AIM OF THE EXERCISE » When a line contains the string "format", it counts once; give the total of such lines in the entries below and nothing else.

[[ DATA SHOWN, beginning ]]

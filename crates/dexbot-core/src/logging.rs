use tracing_subscriber::{fmt, EnvFilter};

use crate::{errors::Error, Result};

/// Initialize tracing for a dexbot binary.
///
/// Logs go to stderr; stdout is reserved for the scan report. `RUST_LOG`
/// overrides the default filter entirely.
pub fn init(service_name: &str, level: Option<&str>) -> Result<()> {
    let level = level.unwrap_or("info").to_lowercase();
    if !matches!(
        level.as_str(),
        "trace" | "debug" | "info" | "warn" | "error"
    ) {
        return Err(Error::Config(format!(
            "invalid log level '{level}' (expected trace, debug, info, warn or error)"
        )));
    }

    let filter = EnvFilter::try_from_default_env().unwrap_or_else(|_| {
        EnvFilter::new(format!(
            "warn,{service_name}={level},dexbot_core={level},dexbot_dexscreener={level},dexbot_telegram={level},hyper=warn,reqwest=warn"
        ))
    });

    fmt()
        .with_env_filter(filter)
        .with_target(false)
        .with_writer(std::io::stderr)
        .try_init()
        .map_err(|e| Error::External(format!("logging init failed: {e}")))?;

    Ok(())
}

[[ DATA SHOWN, end ]]

YOUR RESPONSE » 3